Dave Easley, a former special-teams coach in Ottawa, noticed that Tynes had a tendency to be careless with short attempts, as though they bored him, but was locked in when presented with a more challenging distance.

"You knew he had to make one of them, and it is just like Lawrence to hit the longer one," said Easley, who is now the Hamilton Tiger-Cats' special-teams co-ordinator. "He would make a 55-yarder right down the middle, but when he gets in close, he'd still make them, but they wouldn't be as clean. From long distance, he was Mr. Perfect, he was Mr. Cool. He knew he'd make it and the further away the better."

Paopao tells a story about Tynes's first game in 2002, when he sauntered up to the coach before the kickoff and told him, "If we win the toss, kick off and I'll get you a single [point]."

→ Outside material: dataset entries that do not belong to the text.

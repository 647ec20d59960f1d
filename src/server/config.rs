//! Process-level settings for the relay binary.
//!
//! | Variable | Meaning | Default |
//! |----------|---------|---------|
//! | `RELAY_STATE_DIR` | root of the durable state store | `./relay-state` |
//! | `RELAY_OUTBOX_DIR` | where delivered batches are appended | `./relay-outbox` |
//! | `RELAY_LISTEN_ADDR` | HTTP listen address | `0.0.0.0:3000` |
//! | `RELAY_MAX_REDELIVERIES` | refusals before the ledger reports its limit | 5 |
//!
//! Unlike the tuning knobs in [`RelayConfig`](crate::config::RelayConfig),
//! a bad value here fails startup.

use std::net::SocketAddr;
use std::path::PathBuf;

use thiserror::Error;

use crate::collaborators::ledger::DEFAULT_MAX_REDELIVERIES;

const DEFAULT_STATE_DIR: &str = "./relay-state";
const DEFAULT_OUTBOX_DIR: &str = "./relay-outbox";
const DEFAULT_LISTEN_ADDR: &str = "0.0.0.0:3000";

/// Errors in process-level settings.
#[derive(Debug, Error)]
pub enum ConfigError {
    #[error("{variable} is not a valid socket address: {value:?}")]
    InvalidAddress {
        variable: &'static str,
        value: String,
        #[source]
        source: std::net::AddrParseError,
    },

    #[error("{variable} is not a valid number: {value:?}")]
    InvalidNumber {
        variable: &'static str,
        value: String,
        #[source]
        source: std::num::ParseIntError,
    },

    #[error("{variable} must not be empty")]
    Empty { variable: &'static str },
}

/// Settings the binary needs before it can build a relay.
#[derive(Debug, Clone, PartialEq, Eq)]
pub struct ServerConfig {
    pub state_dir: PathBuf,
    pub outbox_dir: PathBuf,
    pub listen_addr: SocketAddr,
    pub max_redeliveries: u32,
}

impl ServerConfig {
    pub fn from_env() -> Result<Self, ConfigError> {
        Self::from_lookup(|name| std::env::var(name).ok())
    }

    pub fn from_lookup(lookup: impl Fn(&str) -> Option<String>) -> Result<Self, ConfigError> {
        let dir = |variable: &'static str, default: &str| match lookup(variable) {
            Some(value) if value.trim().is_empty() => Err(ConfigError::Empty { variable }),
            Some(value) => Ok(PathBuf::from(value)),
            None => Ok(PathBuf::from(default)),
        };

        let listen = lookup("RELAY_LISTEN_ADDR").unwrap_or_else(|| DEFAULT_LISTEN_ADDR.to_string());
        let listen_addr = listen
            .trim()
            .parse::<SocketAddr>()
            .map_err(|source| ConfigError::InvalidAddress {
                variable: "RELAY_LISTEN_ADDR",
                value: listen.clone(),
                source,
            })?;

        let max_redeliveries = match lookup("RELAY_MAX_REDELIVERIES") {
            Some(value) => value
                .trim()
                .parse::<u32>()
                .map_err(|source| ConfigError::InvalidNumber {
                    variable: "RELAY_MAX_REDELIVERIES",
                    value: value.clone(),
                    source,
                })?,
            None => DEFAULT_MAX_REDELIVERIES,
        };

        Ok(ServerConfig {
            state_dir: dir("RELAY_STATE_DIR", DEFAULT_STATE_DIR)?,
            outbox_dir: dir("RELAY_OUTBOX_DIR", DEFAULT_OUTBOX_DIR)?,
            listen_addr,
            max_redeliveries,
        })
    }
}

#[cfg(test)]
mod tests {
    use super::*;
    use std::collections::HashMap;

    fn lookup_from(pairs: &[(&str, &str)]) -> impl Fn(&str) -> Option<String> {
        let map: HashMap<String, String> = pairs
            .iter()
            .map(|(k, v)| (k.to_string(), v.to_string()))
            .collect();
        move |name| map.get(name).cloned()
    }

    #[test]
    fn defaults_apply_when_unset() {
        let config = ServerConfig::from_lookup(lookup_from(&[])).unwrap();
        assert_eq!(config.state_dir, PathBuf::from("./relay-state"));
        assert_eq!(config.outbox_dir, PathBuf::from("./relay-outbox"));
        assert_eq!(config.listen_addr.port(), 3000);
        assert_eq!(config.max_redeliveries, DEFAULT_MAX_REDELIVERIES);
    }

    #[test]
    fn values_are_read() {
        let config = ServerConfig::from_lookup(lookup_from(&[
            ("RELAY_STATE_DIR", "/var/lib/relay"),
            ("RELAY_LISTEN_ADDR", "127.0.0.1:8080"),
            ("RELAY_MAX_REDELIVERIES", "9"),
        ]))
        .unwrap();
        assert_eq!(config.state_dir, PathBuf::from("/var/lib/relay"));
        assert_eq!(config.listen_addr, "127.0.0.1:8080".parse().unwrap());
        assert_eq!(config.max_redeliveries, 9);
    }

    #[test]
    fn bad_address_is_rejected() {
        let error = ServerConfig::from_lookup(lookup_from(&[("RELAY_LISTEN_ADDR", "localhost")]))
            .unwrap_err();
        assert!(matches!(error, ConfigError::InvalidAddress { .. }));
    }

    #[test]
    fn bad_number_is_rejected() {
        let error = ServerConfig::from_lookup(lookup_from(&[("RELAY_MAX_REDELIVERIES", "many")]))
            .unwrap_err();
        assert!(matches!(error, ConfigError::InvalidNumber { .. }));
    }

    #[test]
    fn empty_directory_is_rejected() {
        let error =
            ServerConfig::from_lookup(lookup_from(&[("RELAY_OUTBOX_DIR", " ")])).unwrap_err();
        assert!(matches!(error, ConfigError::Empty { variable: "RELAY_OUTBOX_DIR" }));
    }
}
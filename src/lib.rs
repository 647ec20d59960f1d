//! Change Relay - reliable, throttled delivery of change batches.
//!
//! This library provides field filtering, failure classification, per-key
//! retry coordination and notification throttling over a durable keyed
//! state store.

pub mod collaborators;
pub mod config;
pub mod coordinator;
pub mod delivery;
pub mod filter;
pub mod persistence;
pub mod relay;
pub mod retry;
pub mod scheduler;
pub mod server;
pub mod throttler;
pub mod types;

#[cfg(test)]
mod test_utils;
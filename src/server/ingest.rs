//! Batch ingestion endpoint.
//!
//! Runs each posted batch through the relay synchronously. The response code
//! tells the upstream feed whether to advance its checkpoint:
//!
//! - 202: delivered, or permanently rejected and reported. Move on.
//! - 503: retryable failure. Redeliver this batch later.
//! - 400: the body is not a batch, or the key is too long to store.
//! - 500: the state store is unavailable.
//!
//! Every 503 is counted in the [`RedeliveryLedger`](crate::collaborators::RedeliveryLedger)
//! and the count is cleared by the next 202 for the key.

use axum::Json;
use axum::body::Bytes;
use axum::extract::{Path, State};
use axum::http::StatusCode;
use axum::response::{IntoResponse, Response};
use serde::Deserialize;
use serde_json::{Map, Value};
use thiserror::Error;
use tracing::{debug, info, warn};

use super::{AppState, store_status};
use crate::delivery::{DeliveryOutcome, PipelineError};
use crate::persistence::StoreError;
use crate::types::{Batch, ChangeRecord, Operation, TableKey};

/// One record as posted by the upstream feed. The key comes from the path.
#[derive(Debug, Deserialize)]
struct IncomingRecord {
    #[serde(default)]
    operation: Operation,
    fields: Map<String, Value>,
}

/// Errors that can occur when ingesting a batch.
#[derive(Debug, Error)]
pub enum IngestError {
    /// The body is not a JSON array of records.
    #[error("invalid batch body: {0}")]
    InvalidJson(#[from] serde_json::Error),

    /// Delivery failed and the batch must be redelivered.
    #[error("{0}")]
    Retryable(PipelineError),

    /// The state store failed or cannot hold the key.
    #[error("state store error: {0}")]
    Store(#[from] StoreError),
}

impl From<PipelineError> for IngestError {
    fn from(error: PipelineError) -> Self {
        match error {
            PipelineError::Store(e) => IngestError::Store(e),
            retryable => IngestError::Retryable(retryable),
        }
    }
}

impl IntoResponse for IngestError {
    fn into_response(self) -> Response {
        let status = match &self {
            IngestError::InvalidJson(_) => StatusCode::BAD_REQUEST,
            IngestError::Retryable(_) => StatusCode::SERVICE_UNAVAILABLE,
            IngestError::Store(e) => store_status(e),
        };
        (status, self.to_string()).into_response()
    }
}

/// Ingestion handler.
///
/// # Example
///
/// ```ignore
/// POST /api/v1/tables/dbo.Orders/batches HTTP/1.1
/// Content-Type: application/json
///
/// [{"operation": "update", "fields": {"Id": 7, "Total": 12.5}}]
///
/// HTTP/1.1 202 Accepted
///
/// {"outcome": "delivered", "records": 1}
/// ```
pub async fn ingest_handler(
    State(app_state): State<AppState>,
    Path(key): Path<String>,
    body: Bytes,
) -> Result<(StatusCode, Json<DeliveryOutcome>), IngestError> {
    let key = TableKey::new(key);
    let batch = parse_batch(&key, &body)?;

    debug!(key = %key, records = batch.len(), "Received batch");

    match app_state.relay().deliver(&key, batch).await {
        Ok(outcome) => {
            app_state.ledger().record_success(&key)?;
            info!(key = %key, ?outcome, "Batch accepted");
            Ok((StatusCode::ACCEPTED, Json(outcome)))
        }
        Err(PipelineError::Store(e)) => {
            warn!(key = %key, error = %e, "State store failed during delivery");
            Err(IngestError::Store(e))
        }
        Err(retryable) => {
            let outstanding = app_state.ledger().record_failure(&key)?;
            warn!(key = %key, outstanding, error = %retryable, "Batch refused, redelivery required");
            Err(retryable.into())
        }
    }
}

fn parse_batch(key: &TableKey, body: &[u8]) -> Result<Batch, IngestError> {
    let records: Vec<IncomingRecord> = serde_json::from_slice(body)?;
    Ok(records
        .into_iter()
        .map(|record| ChangeRecord::new(key.clone(), record.operation, record.fields))
        .collect())
}
//! Keyed durable state shared by the filter, pipeline, coordinators and throttlers.
//!
//! # Architecture
//!
//! - **Backend** ([`backend`]): byte blobs keyed by `(namespace, key)`. The
//!   file backend writes one JSON file per record; the memory backend is for
//!   tests.
//! - **Store** ([`store`]): typed records in a versioned envelope, with
//!   per-key atomic read-modify-write.
//! - **Records** ([`records`]): last error, client allow-list, retry state,
//!   notification state and redelivery counts.
//!
//! # Crash Safety
//!
//! - Records are written atomically using write-to-temp-then-rename
//! - Both the file and its directory are fsynced before a write returns
//! - Leftover temp files from an interrupted write are ignored on listing

pub mod backend;
pub mod durable;
pub mod records;
pub mod store;

pub use backend::{
    FileBackend, MemoryBackend, Namespace, StateBackend, check_table_key,
    escape_key, unescape_key,
};
pub use durable::{fsync_dir, fsync_file, remove_durable, write_atomic};
pub use records::{
    ClientAllowedColumns, LastErrorRecord, NotificationState, RedeliveryRecord, RetryState,
};
pub use store::{Record, SCHEMA_VERSION, StateStore, StoreError};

Kickers and head coach usually avoid each other during games, but that was hardly the case after Tynes's miss at the end of regulation time on Sunday. Coughlin was incensed.

"You saw the look on Coughlin's face," Easley said. "That was almost abusive. But that's what I liked about the kid. Lawrence took criticism well. He knew how to handle it."

Even though he joined the Renegades midway through the 2002 season, it was clear to most observers that Tynes was an NFL kicker masquerading in a CFL uniform. He returned in 2003, somewhat surprisingly, given the signing bonus offered by the Chiefs, because he was not convinced that then coach Dick Vermeil would cut veteran kicker Morten Andersen, whom Tynes was waiting to replace based on his strong performances in previous training camps.

"I wanted to play the full season and I thought that was worth more than $30,000 [U.S.]," he said. "That was probably the best decision I made."

Tynes was the CFL's all-star kicker in 2003 before kicking for three seasons with the Chiefs and being traded to New York before the start of this season. Asked yesterday whether he feared being cut had the Giants lost on Sunday, Tynes replied: "No. That thought never once crossed my mind."